O presidente dos Estados Unidos, Donald Trump, afirmou neste domingo (26) que o suspeito de realizar disparos nas imediações do jantar da Associação de Correspondentes da Casa Branca escreveu um manifesto com teor anticristão e demonstrava forte radicalização.

Segundo Trump, o homem identificado como Cole Tomas Allen, natural da Califórnia, enviou o documento a familiares pouco antes do ataque. O presidente classificou o suspeito como “um sujeito doente” e declarou que o texto revelava “muito ódio no coração”, com críticas direcionadas a cristãos e autoridades públicas.

De acordo com relatos divulgados pela imprensa internacional, o manifesto indicava que funcionários do governo eram alvos prioritários, organizados por nível hierárquico. O documento também mencionava supostas falhas de segurança no hotel Washington Hilton, onde o evento foi realizado, apontando vulnerabilidades no controle de acesso.
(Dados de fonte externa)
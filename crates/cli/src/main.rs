use anyhow::Result;
use clap::{Parser, Subcommand};
use cli::normalize;
use mural_core::config;
use mural_core::config::AppConfig;
use mural_core::extractor::ImageExtractor;
use mural_core::reconcile::AssetService;
use std::sync::Arc;
use storage::{AssetRecord, CacheStore};

#[tokio::main]
async fn main() -> Result<()> {
    tracing_subscriber::fmt::init();

    let cli = Cli::parse();
    let cfg = config::load(cli.config.as_deref())?;

    match cli.command {
        Commands::List {
            collection,
            category,
            json,
        } => {
            let service = build_service(&cfg)?;
            let records = service
                .reconcile_and_list(&collection, category.as_deref())
                .await?;
            if json {
                println!("{}", serde_json::to_string_pretty(&records)?);
            } else {
                print_records(&records);
            }
            Ok(())
        }
        Commands::Refresh { json } => {
            let service = build_service(&cfg)?;
            let mut counts = serde_json::Map::new();
            for name in service.collection_names() {
                let records = service.reconcile_and_list(&name, None).await?;
                if json {
                    counts.insert(name, records.len().into());
                } else {
                    println!("{name}: {} asset(s)", records.len());
                }
            }
            if json {
                println!("{}", serde_json::to_string_pretty(&counts)?);
            }
            Ok(())
        }
        Commands::Normalize {
            collection,
            prefix,
            author,
            dry_run,
        } => normalize::run(&cfg, &collection, &prefix, &author, dry_run),
    }
}

fn build_service(cfg: &AppConfig) -> Result<AssetService> {
    let store = CacheStore::new(&cfg.cache.dir);
    let extractor = Arc::new(ImageExtractor {
        color_count: cfg.extraction.color_count,
    });
    AssetService::new(cfg, store, extractor)
}

fn print_records(records: &[AssetRecord]) {
    for record in records {
        println!(
            "{:<30} {:<12} {:<10} {:>10}  {}  {}",
            record.name,
            record.category,
            record.resolution,
            record.size,
            format_mtime(record.last_modified),
            record.colors.join(",")
        );
    }
    println!("{} asset(s)", records.len());
}

fn format_mtime(secs: i64) -> String {
    chrono::DateTime::<chrono::Utc>::from_timestamp(secs, 0)
        .map(|t| t.format("%Y-%m-%d %H:%M:%S").to_string())
        .unwrap_or_else(|| secs.to_string())
}

#[derive(Parser)]
#[command(name = "mural")]
#[command(about = "Asset metadata indexer with cached reconciliation", long_about = None)]
struct Cli {
    /// Path to config TOML
    #[arg(short, long)]
    config: Option<String>,

    #[command(subcommand)]
    command: Commands,
}

#[derive(Subcommand)]
enum Commands {
    /// Reconcile one collection and print its listing
    List {
        collection: String,
        /// Only assets in this category
        #[arg(long)]
        category: Option<String>,
        /// Output JSON instead of a table
        #[arg(long)]
        json: bool,
    },
    /// Reconcile every configured collection
    Refresh {
        /// Output JSON summary
        #[arg(long)]
        json: bool,
    },
    /// Rename a collection's files to the sequential "<prefix> N@<author>" scheme
    Normalize {
        collection: String,
        #[arg(long, default_value = "Wallpaper")]
        prefix: String,
        #[arg(long, default_value = "Unknown")]
        author: String,
        /// Print planned renames without touching the filesystem
        #[arg(long)]
        dry_run: bool,
    },
}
O episódio ocorreu na noite de sábado, 25, quando disparos foram registrados nas proximidades do jantar, que reunia jornalistas, autoridades e integrantes do governo americano. O suspeito foi contido por agentes de segurança após atirar contra um posto do Serviço Secreto. Um agente foi atingido, mas não sofreu ferimentos graves devido ao uso de colete balístico.

Durante a confusão, Trump, a primeira-dama Melania Trump e o vice-presidente JD Vance foram retirados às pressas do local, assim como outros membros do alto escalão. O evento foi interrompido e posteriormente adiado.

O procurador-geral interino dos Estados Unidos, Todd Blanche, afirmou que o suspeito deve responder por acusações como tentativa de homicídio contra agente federal, uso de arma de fogo em crime violento e agressão a autoridade. Ele também reforçou que as investigações indicam atuação individual.

Informações preliminares apontam que Allen viajou de trem da Califórnia até Washington, passando por Chicago, e se hospedou no hotel onde ocorreu o evento. Autoridades investigam ainda como as armas foram levadas até o local.

O caso reacende o debate sobre segurança de autoridades nos Estados Unidos e ocorre em meio a um cenário de aumento da violência política no país. Lideranças internacionais condenaram o ataque e reforçaram a importância da preservação dos valores democráticos.

Apesar do incidente, a agenda internacional segue mantida. A visita do rei Charles III aos Estados Unidos, prevista para os próximos dias, não deve ser alterada, segundo autoridades americanas e britânicas.